• Task description: Give back only the lines in the records below from the one with "use std::process::ExitCode;" to the one with "through host toasts.", both inclusive, word for word.

• The input:

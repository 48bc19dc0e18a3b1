// src/todos.rs
//! In-memory todo list as loaded from a store file.

#![deny(missing_docs)]

use crate::error::StoreError;
use crate::line::{self, PREFIX_LEN, STATUS_COMPLETE, STATUS_INCOMPLETE, TodoItem};
use std::io::{self, BufRead, Write};

/// Ordered raw lines of one load. `None` is a tombstone.
///
/// Indices are positions in this sequence. Tombstones keep the positions of
/// the other entries stable until the list is written back, where they are
/// dropped.
#[derive(Debug, Clone, Default, PartialEq, Eq)]
pub struct Todos {
    slots: Vec<Option<Vec<u8>>>,
}

impl Todos {
    /// Build a list from raw lines.
    pub fn from_lines<I>(lines: I) -> Self
    where
        I: IntoIterator<Item = Vec<u8>>,
    {
        Self {
            slots: lines.into_iter().map(Some).collect(),
        }
    }

    /// Read every raw line from `reader`.
    pub fn read_from<R: BufRead>(mut reader: R) -> io::Result<Self> {
        let mut lines = Vec::new();
        while let Some(l) = line::read_line(&mut reader)? {
            lines.push(l);
        }
        Ok(Self::from_lines(lines))
    }

    /// Write every non-tombstone line verbatim.
    pub fn write_to<W: Write>(&self, mut writer: W) -> io::Result<()> {
        for raw in self.slots.iter().flatten() {
            if raw.is_empty() {
                continue;
            }
            writer.write_all(raw)?;
        }
        writer.flush()
    }

    /// Number of slots, tombstones included.
    pub fn len(&self) -> usize {
        self.slots.len()
    }

    /// True when nothing was loaded.
    pub fn is_empty(&self) -> bool {
        self.slots.is_empty()
    }

    /// Decoded items with their positional index. Malformed lines and
    /// tombstones are skipped but still occupy their index.
    pub fn items(&self) -> impl Iterator<Item = (usize, TodoItem)> + '_ {
        self.slots
            .iter()
            .enumerate()
            .filter_map(|(i, s)| s.as_deref().and_then(line::decode).map(|item| (i, item)))
    }

    fn live_mut(&mut self, index: usize) -> Result<&mut Vec<u8>, StoreError> {
        let len = self.slots.len();
        match self.slots.get_mut(index) {
            Some(Some(raw)) if !raw.is_empty() => Ok(raw),
            _ => Err(StoreError::IndexOutOfRange { index, len }),
        }
    }

    /// Mark the item at `index` complete.
    pub fn complete_at(&mut self, index: usize) -> Result<(), StoreError> {
        let len = self.slots.len();
        let raw = self.live_mut(index)?;
        // a lone "\n" has no status byte to flip
        if raw.len() < PREFIX_LEN {
            return Err(StoreError::IndexOutOfRange { index, len });
        }
        raw[0] = STATUS_COMPLETE;
        Ok(())
    }

    /// Tombstone the entry at `index`.
    pub fn delete_at(&mut self, index: usize) -> Result<(), StoreError> {
        self.live_mut(index)?;
        self.slots[index] = None;
        Ok(())
    }

    /// Tombstone every completed item. Returns how many were removed.
    pub fn sweep(&mut self) -> usize {
        self.clear_where(|raw| raw[0] != STATUS_INCOMPLETE)
    }

    /// Tombstone every item regardless of status. Returns how many were removed.
    pub fn purge(&mut self) -> usize {
        self.clear_where(|_| true)
    }

    fn clear_where(&mut self, pred: impl Fn(&[u8]) -> bool) -> usize {
        let mut count = 0;
        for slot in &mut self.slots {
            let hit = matches!(slot, Some(raw) if raw.len() > PREFIX_LEN && pred(raw));
            if hit {
                *slot = None;
                count += 1;
            }
        }
        count
    }
}
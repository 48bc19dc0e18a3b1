// src/lib.rs
//! todo library.

#![deny(missing_docs)]

pub mod cli;
pub mod config;
pub mod dispatch;
pub mod error;
pub mod line;
pub mod logging;
pub mod report;
pub mod store;
pub mod todos;
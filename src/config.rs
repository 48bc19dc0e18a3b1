// src/config.rs
//! Configuration file for todo

#![deny(missing_docs)]

use crate::error::TodoResult;
use anyhow::Context;
use serde::{Deserialize, Serialize};
use std::{fs, path::Path, path::PathBuf};

/// Name of the configuration file, looked up in the home directory.
pub const CONFIG_FILE: &str = ".todo.toml";

/// What to print when a list cannot be opened for reading.
#[derive(Debug, Clone, Copy, PartialEq, Eq, Default, Serialize, Deserialize)]
#[serde(rename_all = "lowercase")]
pub enum MissingStore {
    /// Print the usage text.
    #[default]
    Usage,
    /// Print a short "run todo init" notice.
    Notice,
}

/// Config struct for todo.
#[derive(Debug, Clone, PartialEq, Eq, Serialize, Deserialize)]
#[serde(default)]
pub struct Config {
    /// Reaction to a list that cannot be opened.
    pub missing_store: MissingStore,
    /// Reject non-numeric item indices instead of reading them as 0.
    pub strict_index: bool,
    /// Exit with status 1 when any command in the invocation failed.
    pub exit_codes: bool,
    /// Colored output.
    pub color: bool,
}

impl Default for Config {
    fn default() -> Self {
        Self {
            missing_store: MissingStore::Usage,
            strict_index: false,
            exit_codes: false,
            color: true,
        }
    }
}

impl Config {
    /// Load `.todo.toml` from `dir`. If missing, return defaults; keys absent
    /// from the file keep their default values.
    pub fn load_or_default(dir: &Path) -> TodoResult<Self> {
        let file = Self::path_in(dir);
        if file.exists() {
            let s = fs::read_to_string(&file)
                .with_context(|| format!("reading {}", file.display()))?;
            let cfg: Config =
                toml::from_str(&s).with_context(|| format!("parsing {}", file.display()))?;
            Ok(cfg)
        } else {
            Ok(Config::default())
        }
    }

    /// Location of the config file inside `dir`.
    pub fn path_in(dir: &Path) -> PathBuf {
        dir.join(CONFIG_FILE)
    }
}
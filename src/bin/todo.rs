//! todo CLI binary.

#![deny(missing_docs)]

use clap::Parser;
use std::io::{self, Write};
use std::process::ExitCode;
use tracing::warn;

use todo::cli;
use todo::config::Config;
use todo::dispatch::Dispatcher;
use todo::error::TodoResult;
use todo::logging;
use todo::report::Printer;
use todo::store::Locations;

fn main() -> TodoResult<ExitCode> {
    let args = cli::Cli::parse();
    logging::init(args.verbose, args.quiet);

    let locations = Locations::from_env();
    let config = match &locations.home {
        Some(home) => Config::load_or_default(home).unwrap_or_else(|e| {
            warn!(error = ?e, "ignoring config");
            Config::default()
        }),
        None => Config::default(),
    };
    if !config.color {
        colored::control::set_override(false);
    }

    let session = Dispatcher::new(&locations, &config).run(args.tokens);

    let stdout = io::stdout();
    let mut out = stdout.lock();
    Printer::new(config.missing_store).session(&session, &mut out)?;
    out.flush()?;

    if config.exit_codes && session.failed() {
        Ok(ExitCode::FAILURE)
    } else {
        Ok(ExitCode::SUCCESS)
    }
}
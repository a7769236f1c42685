//! Shared open-in-editor action and selection handling.
//!
//! Both vspalette commands resolve a selection the same way: log the
//! selected value, dispatch on the detected platform, and open the path
//! with the `code` command, reporting every outcome through host toasts.
//! Nothing here returns an error to the caller; a selection can never
//! crash the handler.

use tracing::info;
use vspalette_host::{Host, PipelineError, Platform};

/// Executable VS Code exposes on the process search path.
pub const CODE_COMMAND: &str = "code";

/// Editor name used in notifications.
pub const EDITOR_NAME: &str = "VSCode";

/// Open `path` in VS Code via the `code` command.
///
/// The availability check runs first; an unavailable command is reported
/// with an actionable error and no invocation is attempted. A successful
/// invocation produces one success toast, a failing one an error toast
/// carrying the underlying cause.
pub async fn open_in_editor(host: &dyn Host, path: &str) {
    match host.has_command(CODE_COMMAND).await {
        Ok(false) => {
            PipelineError::CommandUnavailable {
                command: CODE_COMMAND.to_string(),
            }
            .report(host)
            .await;
        }
        Ok(true) => match host.invoke_command(CODE_COMMAND, &[path.to_string()]).await {
            Ok(()) => {
                host.toast_success(&format!("Opened with {EDITOR_NAME}"))
                    .await;
            }
            Err(err) => {
                PipelineError::CommandInvocationFailed {
                    editor: EDITOR_NAME.to_string(),
                    cause: err.to_string(),
                }
                .report(host)
                .await;
            }
        },
        // The lookup itself failed; still a reported condition, never a panic.
        Err(err) => {
            host.toast_error(&err.to_string()).await;
        }
    }
}

/// Selection entry point shared by both commands.
///
/// `value` is the activated item's opaque selection value, treated as an
/// absolute filesystem path.
pub async fn handle_selection(host: &dyn Host, value: &str) {
    info!("Selected project: {}", value);
    match host.platform().await {
        Platform::MacOs | Platform::Windows | Platform::Linux => {
            open_in_editor(host, value).await;
        }
        Platform::Unsupported(raw) => {
            PipelineError::PlatformUnsupported(raw).report(host).await;
        }
    }
}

• Result for this task:
use std::process::ExitCode;
use tracing::warn;

use todo::cli;
use todo::config::Config;
use todo::dispatch::Dispatcher;
use todo::error::TodoResult;
use todo::logging;
use todo::report::Printer;
use todo::store::Locations;

fn main() -> TodoResult<ExitCode> {
    let args = cli::Cli::parse();
    logging::init(args.verbose, args.quiet);

    let locations = Locations::from_env();
    let config = match &locations.home {
        Some(home) => Config::load_or_default(home).unwrap_or_else(|e| {
            warn!(error = ?e, "ignoring config");
            Config::default()
        }),
        None => Config::default(),
    };
    if !config.color {
        colored::control::set_override(false);
    }

    let session = Dispatcher::new(&locations, &config).run(args.tokens);

    let stdout = io::stdout();
    let mut out = stdout.lock();
    Printer::new(config.missing_store).session(&session, &mut out)?;
    out.flush()?;

    if config.exit_codes && session.failed() {
        Ok(ExitCode::FAILURE)
    } else {
        Ok(ExitCode::SUCCESS)
    }
}
repository a7769236f1c42685
//! Shared open-in-editor action and selection handling.
//!
//! Both vspalette commands resolve a selection the same way: log the
//! selected value, dispatch on the detected platform, and open the path
//! with the `code` command, reporting every outcome through host toasts.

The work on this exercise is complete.